Records supplied: Begin

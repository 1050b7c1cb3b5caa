//! Extractors whose rejections render through the response envelope.
//!
//! axum's stock `Json` and `Path` reject with plain-text bodies, which the
//! permission guard would turn into a 500. These wrappers reject with
//! [`AppError::BadRequest`] instead.

use axum::extract::rejection::{JsonRejection, PathRejection};
use axum::extract::{FromRequest, FromRequestParts, Path, Request};
use axum::http::request::Parts;
use axum::Json;
use serde::de::DeserializeOwned;
use validator::Validate;

use crate::error::AppError;
use crate::validation::validate_request;

/// JSON body, deserialised then validated with [`Validate`].
pub struct ValidJson<T>(pub T);

impl<S, T> FromRequest<S> for ValidJson<T>
where
    S: Send + Sync,
    T: DeserializeOwned + Validate,
{
    type Rejection = AppError;

    async fn from_request(req: Request, state: &S) -> Result<Self, Self::Rejection> {
        let Json(value) = Json::<T>::from_request(req, state)
            .await
            .map_err(|e: JsonRejection| AppError::BadRequest(e.body_text()))?;
        validate_request(&value)?;
        Ok(ValidJson(value))
    }
}

/// Path parameters.
pub struct ApiPath<T>(pub T);

impl<S, T> FromRequestParts<S> for ApiPath<T>
where
    S: Send + Sync,
    T: DeserializeOwned + Send,
{
    type Rejection = AppError;

    async fn from_request_parts(parts: &mut Parts, state: &S) -> Result<Self, Self::Rejection> {
        let Path(value) = Path::<T>::from_request_parts(parts, state)
            .await
            .map_err(|e: PathRejection| AppError::BadRequest(e.body_text()))?;
        Ok(ApiPath(value))
    }
}
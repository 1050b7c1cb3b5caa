//! Repository for the `templates` table.

use kublade_core::types::{new_id, DbId};
use sqlx::PgPool;

use crate::models::template::{CreateTemplate, Template, UpdateTemplate};

const COLUMNS: &str = "id, user_id, name, netpol, git_url, git_branch, git_path, \
                       last_imported_at, last_import_commit, created_at, updated_at";

pub struct TemplateRepo;

impl TemplateRepo {
    pub async fn create(
        pool: &PgPool,
        user_id: DbId,
        input: &CreateTemplate,
    ) -> Result<Template, sqlx::Error> {
        let query = format!(
            "INSERT INTO templates (id, user_id, name, netpol, git_url, git_branch, git_path)
             VALUES ($1, $2, $3, $4, $5, $6, $7)
             RETURNING {COLUMNS}"
        );
        sqlx::query_as::<_, Template>(&query)
            .bind(new_id())
            .bind(user_id)
            .bind(input.name.trim())
            .bind(input.netpol)
            .bind(&input.git_url)
            .bind(&input.git_branch)
            .bind(&input.git_path)
            .fetch_one(pool)
            .await
    }

    /// Find a template by ID. Excludes soft-deleted rows.
    pub async fn find_by_id(pool: &PgPool, id: DbId) -> Result<Option<Template>, sqlx::Error> {
        let query =
            format!("SELECT {COLUMNS} FROM templates WHERE id = $1 AND deleted_at IS NULL");
        sqlx::query_as::<_, Template>(&query)
            .bind(id)
            .fetch_optional(pool)
            .await
    }

    pub async fn list(pool: &PgPool) -> Result<Vec<Template>, sqlx::Error> {
        let query = format!(
            "SELECT {COLUMNS} FROM templates WHERE deleted_at IS NULL ORDER BY created_at DESC"
        );
        sqlx::query_as::<_, Template>(&query).fetch_all(pool).await
    }

    /// IDs of every live template, oldest first. Feeds the import dispatcher.
    pub async fn list_ids(pool: &PgPool) -> Result<Vec<DbId>, sqlx::Error> {
        sqlx::query_scalar::<_, DbId>(
            "SELECT id FROM templates WHERE deleted_at IS NULL ORDER BY created_at ASC, id ASC",
        )
        .fetch_all(pool)
        .await
    }

    /// Update a template. Only non-`None` fields in `input` are applied.
    pub async fn update(
        pool: &PgPool,
        id: DbId,
        input: &UpdateTemplate,
    ) -> Result<Option<Template>, sqlx::Error> {
        let query = format!(
            "UPDATE templates SET
                name = COALESCE($2, name),
                netpol = COALESCE($3, netpol),
                git_url = COALESCE($4, git_url),
                git_branch = COALESCE($5, git_branch),
                git_path = COALESCE($6, git_path)
             WHERE id = $1 AND deleted_at IS NULL
             RETURNING {COLUMNS}"
        );
        sqlx::query_as::<_, Template>(&query)
            .bind(id)
            .bind(input.name.as_deref().map(str::trim))
            .bind(input.netpol)
            .bind(&input.git_url)
            .bind(&input.git_branch)
            .bind(&input.git_path)
            .fetch_optional(pool)
            .await
    }

    /// Soft-delete a template. Returns `true` if a row was marked deleted.
    pub async fn soft_delete(pool: &PgPool, id: DbId) -> Result<bool, sqlx::Error> {
        let result = sqlx::query(
            "UPDATE templates SET deleted_at = NOW() WHERE id = $1 AND deleted_at IS NULL",
        )
        .bind(id)
        .execute(pool)
        .await?;
        Ok(result.rows_affected() > 0)
    }
}
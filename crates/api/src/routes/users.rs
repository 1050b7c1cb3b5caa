//! Route definitions for the `/users` resource.

use axum::routing::{delete, get, post, put};
use axum::Router;
use kublade_core::roles::{PERM_USERS_CREATE, PERM_USERS_DELETE, PERM_USERS_UPDATE, PERM_USERS_VIEW};

use crate::handlers::users;
use crate::middleware::permission::guarded;
use crate::state::AppState;

/// Routes mounted at `/users`.
///
/// ```text
/// GET    /            -> list      (ui.admin.users.view)
/// POST   /            -> create    (ui.admin.users.create)
/// GET    /{user_id}   -> get       (ui.admin.users.view)
/// PUT    /{user_id}   -> update    (ui.admin.users.update)
/// DELETE /{user_id}   -> delete    (ui.admin.users.delete)
/// ```
pub fn router() -> Router<AppState> {
    Router::new()
        .route(
            "/",
            guarded(get(users::list), PERM_USERS_VIEW)
                .merge(guarded(post(users::create), PERM_USERS_CREATE)),
        )
        .route(
            "/{user_id}",
            guarded(get(users::get), PERM_USERS_VIEW)
                .merge(guarded(put(users::update), PERM_USERS_UPDATE))
                .merge(guarded(delete(users::delete), PERM_USERS_DELETE)),
        )
}
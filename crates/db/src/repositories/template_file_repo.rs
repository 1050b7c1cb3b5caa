//! Repository for the `template_files` table.

use kublade_core::types::{new_id, DbId};
use sqlx::PgPool;

use crate::models::template_file::{ImportedFile, TemplateFile};

const COLUMNS: &str = "id, template_id, path, content, created_at";

/// Files belonging to a template, written only by the git import.
pub struct TemplateFileRepo;

impl TemplateFileRepo {
    /// Files of one template, ordered by path.
    pub async fn list_for_template(
        pool: &PgPool,
        template_id: DbId,
    ) -> Result<Vec<TemplateFile>, sqlx::Error> {
        let query = format!(
            "SELECT {COLUMNS} FROM template_files WHERE template_id = $1 ORDER BY path ASC"
        );
        sqlx::query_as::<_, TemplateFile>(&query)
            .bind(template_id)
            .fetch_all(pool)
            .await
    }

    /// Replace every file of a template and stamp the import, in one transaction.
    ///
    /// Returns `false` without touching anything if the template is gone
    /// (deleted between dispatch and import).
    pub async fn replace_all(
        pool: &PgPool,
        template_id: DbId,
        files: &[ImportedFile],
        commit: Option<&str>,
    ) -> Result<bool, sqlx::Error> {
        let mut tx = pool.begin().await?;

        let stamped = sqlx::query(
            "UPDATE templates SET last_imported_at = NOW(), last_import_commit = $2
             WHERE id = $1 AND deleted_at IS NULL",
        )
        .bind(template_id)
        .bind(commit)
        .execute(&mut *tx)
        .await?;
        if stamped.rows_affected() == 0 {
            tx.rollback().await?;
            return Ok(false);
        }

        sqlx::query("DELETE FROM template_files WHERE template_id = $1")
            .bind(template_id)
            .execute(&mut *tx)
            .await?;

        for file in files {
            sqlx::query(
                "INSERT INTO template_files (id, template_id, path, content)
                 VALUES ($1, $2, $3, $4)",
            )
            .bind(new_id())
            .bind(template_id)
            .bind(&file.path)
            .bind(&file.content)
            .execute(&mut *tx)
            .await?;
        }

        tx.commit().await?;
        Ok(true)
    }
}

Records supplied: End

## Work required:
Give only the number of lines in the data that hold the string "execute".

## Solved problem:
4